In this episode, we’ll go deeper in the definition of the ECMAScript language and its syntax. If you’re not familiar with context-free grammars, now is a good time to check out the basics, since the spec uses context-free grammars to define the language. See the chapter about context free grammars in "Crafting Interpreters" for an approachable introduction or the Wikipedia page for a more mathematical definition.
ECMAScript grammars #
The ECMAScript spec defines four grammars:
The lexical grammar describes how Unicode code points are translated into a sequence of input elements (tokens, line terminators, comments, white space).
The syntactic grammar defines how syntactically correct programs are composed of tokens.
The RegExp grammar describes how Unicode code points are translated into regular expressions.
The numeric string grammar describes how Strings are translated into numeric values.
Each grammar is defined as a context-free grammar, consisting of a set of productions.
The grammars use slightly different notation: the syntactic grammar uses LeftHandSideSymbol :
whereas the lexical grammar and the RegExp grammar use LeftHandSideSymbol ::
and the numeric string grammar uses LeftHandSideSymbol :::
.
Next we’ll look into the lexical grammar and the syntactic grammar in more detail.
Lexical grammar #
The spec defines ECMAScript source text as a sequence of Unicode code points. For example, variable names are not limited to ASCII characters but can also include other Unicode characters. The spec doesn’t talk about the actual encoding (for example, UTF-8 or UTF-16). It assumes that the source code has already been converted into a sequence of Unicode code points according to the encoding it was in.
It’s not possible to tokenize ECMAScript source code in advance, which makes defining the lexical grammar slightly more complicated.
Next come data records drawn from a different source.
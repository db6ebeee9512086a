//! Input data sources beyond user-supplied text.

pub mod sample;

pub use sample::*;
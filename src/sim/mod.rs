//! Simulation over quantity grids and break-even detection.
//!
//! - `curves`: revenue / cost / profit on the scan and display grids
//! - `break_even`: sign-change scan of revenue minus cost

pub mod break_even;
pub mod curves;

pub use break_even::*;
pub use curves::*;
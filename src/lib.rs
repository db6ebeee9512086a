//! `profit-curves` library crate.
//!
//! Fits cost and demand curves to observations, simulates revenue and profit
//! over a quantity grid, and locates maximum profit and break-even points.
//!
//! The binary (`pc`) is a thin wrapper around this library so that:
//!
//! - core logic is testable without spawning processes
//! - the CLI and the TUI share one pipeline (`app::pipeline::compute`)

pub mod app;
pub mod cli;
pub mod config;
pub mod data;
pub mod domain;
pub mod error;
pub mod fit;
pub mod io;
pub mod math;
pub mod models;
pub mod plot;
pub mod report;
pub mod sim;
pub mod tui;
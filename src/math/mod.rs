//! Mathematical utilities: nonlinear least squares and grids.

pub mod grid;
pub mod lm;

pub use grid::*;
pub use lm::*;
For example, we cannot determine whether /
is the division operator or the start of a RegExp without looking at the larger context it occurs in:
const x = 10 / 5;
Here /
is a DivPunctuator
.
const r = /foo/;
Here the first /
is the start of a RegularExpressionLiteral
.
Templates introduce a similar ambiguity — the interpretation of }`
depends on the context it occurs in:
const what1 = 'temp';
const what2 = 'late';
const t = `I am a ${ what1 + what2 }`;
Here `I am a ${
is TemplateHead
and }`
is a TemplateTail
.
if (0 == 1) {
}`not very useful`;
Here }
is a RightBracePunctuator
and `
is the start of a NoSubstitutionTemplate
.
Even though the interpretation of /
and }`
depends on their “context” — their position in the syntactic structure of the code — the grammars we’ll describe next are still context-free.
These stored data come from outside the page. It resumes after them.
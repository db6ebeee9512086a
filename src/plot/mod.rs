//! Terminal rendering of chart descriptions.

pub mod ascii;

pub use ascii::*;

use crate::domain::{Chart, QuantityWindow};

/// Axis ranges for drawing one chart.
#[derive(Debug, Clone, Copy, PartialEq)]
pub struct Bounds {
    pub x_min: f64,
    pub x_max: f64,
    pub y_min: f64,
    pub y_max: f64,
}

impl Bounds {
    pub fn contains_x(&self, x: f64) -> bool {
        x >= self.x_min && x <= self.x_max
    }
}

/// The quantity window on x; y spans every finite point inside it, padded 5%.
pub fn chart_bounds(chart: &Chart, window: &QuantityWindow) -> Bounds {
    let x_min = window.q_min as f64;
    let x_max = window.q_max as f64;

    let mut y_min = f64::INFINITY;
    let mut y_max = f64::NEG_INFINITY;
    for series in chart.lines.iter().chain(&chart.scatter) {
        for &(x, y) in &series.points {
            if x >= x_min && x <= x_max && y.is_finite() {
                y_min = y_min.min(y);
                y_max = y_max.max(y);
            }
        }
    }

    let (y_min, y_max) = if y_min.is_finite() && y_max.is_finite() && y_max > y_min {
        (y_min, y_max)
    } else if y_min.is_finite() {
        (y_min - 1.0, y_min + 1.0)
    } else {
        (0.0, 1.0)
    };
    let (y_min, y_max) = pad_range(y_min, y_max, 0.05);

    Bounds {
        x_min,
        x_max,
        y_min,
        y_max,
    }
}

fn pad_range(min: f64, max: f64, frac: f64) -> (f64, f64) {
    let span = (max - min).abs();
    let pad = (span * frac).max(1e-12);
    (min - pad, max + pad)
}

#[cfg(test)]
mod tests {
    use super::*;
    use crate::domain::Series;

    #[test]
    fn bounds_ignore_points_outside_window() {
        let chart = Chart {
            title: "t".to_string(),
            x_label: "x".to_string(),
            y_label: "y".to_string(),
            lines: vec![Series::new("l", vec![(0.0, 100.0), (2.0, 1.0), (4.0, 3.0)])],
            scatter: Vec::new(),
            verticals: Vec::new(),
        };
        let b = chart_bounds(&chart, &QuantityWindow { q_min: 1, q_max: 4 });
        assert_eq!((b.x_min, b.x_max), (1.0, 4.0));
        assert!((b.y_min - 0.9).abs() < 1e-12);
        assert!((b.y_max - 3.1).abs() < 1e-12);
    }

    #[test]
    fn flat_chart_gets_a_nonzero_span() {
        let chart = Chart {
            title: "t".to_string(),
            x_label: "x".to_string(),
            y_label: "y".to_string(),
            lines: vec![Series::new("l", vec![(0.0, 5.0), (1.0, 5.0)])],
            scatter: Vec::new(),
            verticals: Vec::new(),
        };
        let b = chart_bounds(&chart, &QuantityWindow { q_min: 0, q_max: 1 });
        assert!(b.y_min < 5.0 && b.y_max > 5.0);
    }
}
The lexical grammar uses several goal symbols to distinguish between the contexts where some input elements are permitted and some are not. For example, the goal symbol InputElementDiv
is used in contexts where /
is a division and /=
is a division-assignment. The InputElementDiv
productions list the possible tokens which can be produced in this context:
InputElementDiv ::
WhiteSpace
LineTerminator
Comment
CommonToken
DivPunctuator
RightBracePunctuator
In this context, encountering /
produces the DivPunctuator
input element. Producing a RegularExpressionLiteral
is not an option here.
On the other hand, InputElementRegExp
is the goal symbol for the contexts where /
is the beginning of a RegExp:
InputElementRegExp ::
WhiteSpace
LineTerminator
Comment
CommonToken
RightBracePunctuator
RegularExpressionLiteral
As we see from the productions, it’s possible that this produces the RegularExpressionLiteral
input element, but producing DivPunctuator
is not possible.
Similarly, there is another goal symbol, InputElementRegExpOrTemplateTail
, for contexts where TemplateMiddle
and TemplateTail
are permitted, in addition to RegularExpressionLiteral
. And finally, InputElementTemplateTail
is the goal symbol for contexts where only TemplateMiddle
and TemplateTail
are permitted but RegularExpressionLiteral
is not permitted.
In implementations, the syntactic grammar analyzer (“parser”) may call the lexical grammar analyzer (“tokenizer” or “lexer”), passing the goal symbol as a parameter and asking for the next input element suitable for that goal symbol.
Syntactic grammar #
We looked into the lexical grammar, which defines how we construct tokens from Unicode code points. The syntactic grammar builds on it: it defines how syntactically correct programs are composed of tokens.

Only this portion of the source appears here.